Contributor: Nur Setyo Wahyuni
Editor: Naga Pamungkas
Pemerintah Indonesia mulai memperluas penjajakan kerja sama pengembangan energi nuklir dengan Federasi Rusia sebagai bagian dari upaya memperkuat ketahanan energi nasional sekaligus mempercepat transisi menuju energi bersih. Komitmen tersebut disampaikan dalam sesi Plenary Sidang Komisi Bersama (SKB) RI-Rusia yang berlangsung di Kazan, Rusia, pada Selasa (12/5) waktu setempat.
Dalam forum tersebut, Wakil Menteri Energi dan Sumber Daya Mineral (ESDM) Yuliot menegaskan bahwa kerja sama energi Indonesia-Rusia telah menghasilkan berbagai komitmen investasi strategis, mulai dari sektor hulu minyak dan gas bumi, kilang minyak, hingga pengembangan ketenagalistrikan berbasis energi baru dan terbarukan, termasuk rencana pengembangan pembangkit listrik tenaga nuklir modular kecil atau Small Modular Reactor (SMR).
Menanggapi perkembangan tersebut, Konsultan Transisi Energi PT Castlerock Consulting sekaligus alumni Teknik Nuklir Universitas Gadjah Mada, Nur Setyo Wahyuni, menilai bahwa Indonesia pada dasarnya telah siap untuk memulai kerja sama pengembangan teknologi nuklir dengan Rusia, meskipun masih menghadapi sejumlah tantangan untuk mencapai kemandirian penuh di sektor ini.
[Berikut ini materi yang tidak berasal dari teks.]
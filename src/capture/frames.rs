use std::borrow::Borrow;
use std::io::{self, ErrorKind, Read, Write};
use crate::Error;
use super::frame::{decode, encode, FRAME_LEN};
use super::record::PacketRecord;

/// Reassembles fixed-size frames from a byte stream.
pub struct Frames<R> {
    inner: R,
    buf:   Vec<u8>,
    fill:  usize,
}

impl<R: Read> Frames<R> {
    pub fn new(inner: R) -> Self {
        Self {
            inner: inner,
            buf:   vec![0; FRAME_LEN],
            fill:  0,
        }
    }

    /// Read the next complete frame. `Ok(None)` is a clean end of stream and
    /// an end of stream inside a frame is `UnexpectedEof`. Other errors keep
    /// the partial frame so the next call resumes where this one stopped.
    pub fn read_frame(&mut self) -> io::Result<Option<&[u8]>> {
        while self.fill < FRAME_LEN {
            match self.inner.read(&mut self.buf[self.fill..]) {
                Ok(0) if self.fill == 0 => return Ok(None),
                Ok(0)                   => return Err(self.truncated()),
                Ok(n)                   => self.fill += n,
                Err(e) if e.kind() == ErrorKind::Interrupted => continue,
                Err(e)                  => return Err(e),
            }
        }
        self.fill = 0;
        Ok(Some(&self.buf))
    }

    fn truncated(&mut self) -> io::Error {
        let n = self.fill;
        self.fill = 0;
        let msg = format!("stream closed after {} of {} frame bytes", n, FRAME_LEN);
        io::Error::new(ErrorKind::UnexpectedEof, msg)
    }
}

pub fn save<W: Write, R: Borrow<PacketRecord>>(mut w: W, records: &[R]) -> Result<usize, Error> {
    for rec in records {
        w.write_all(&encode(rec.borrow()))?;
    }
    w.flush()?;
    Ok(records.len())
}

pub fn load<R: Read>(r: R) -> Result<Vec<PacketRecord>, Error> {
    let mut frames  = Frames::new(r);
    let mut records = Vec::new();
    while let Some(frame) = frames.read_frame()? {
        records.push(decode(frame)?);
    }
    Ok(records)
}
use std::sync::Arc;

pub mod frame;
pub mod queue;
pub mod signal;
pub mod stream;

pub use bridge::Bridge;
pub use config::{runtime_dir, Config};
pub use filter::Filter;
pub use frame::{decode, encode, DecodeError, FRAME_LEN};
pub use frames::{load, save, Frames};
pub use record::{PacketRecord, Timestamp, HEARTBEAT};
pub use signal::{Event, Named, Signal};
pub use stream::{disconnected, Endpoint, Stream};

mod bridge;
mod config;
mod filter;
mod frames;
mod record;

/// Producer side of the packet channel.
pub type Packets = queue::Sender<Arc<PacketRecord>>;

/// Consumer side of the packet channel.
pub type Batches = queue::Receiver<Arc<PacketRecord>>;

#[cfg(test)]
mod test;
Menurutnya, kesiapan Indonesia dapat dilihat dari berbagai kajian yang telah dilakukan pemerintah terkait lokasi pembangunan PLTN. Saat ini, lebih dari 20 lokasi potensial PLTN telah diidentifikasi di berbagai wilayah Indonesia. Dari jumlah tersebut, dua lokasi dinilai telah melewati evaluasi penuh, yakni Tanjung Menggaris dan Tanjung Berani di Bangka Belitung.
Namun demikian, Nur Setyo Wahyuni menekankan bahwa Indonesia masih memiliki kesenjangan sumber daya manusia (SDM), khususnya untuk mendukung seluruh tahapan pengembangan SMR komersial maupun PLTN pada umumnya. Oleh karena itu, kerja sama dengan Rusia dinilai dapat menjadi momentum penting untuk memperkuat capacity building nasional serta membuka peluang transfer teknologi guna menutup kesenjangan kompetensi tersebut.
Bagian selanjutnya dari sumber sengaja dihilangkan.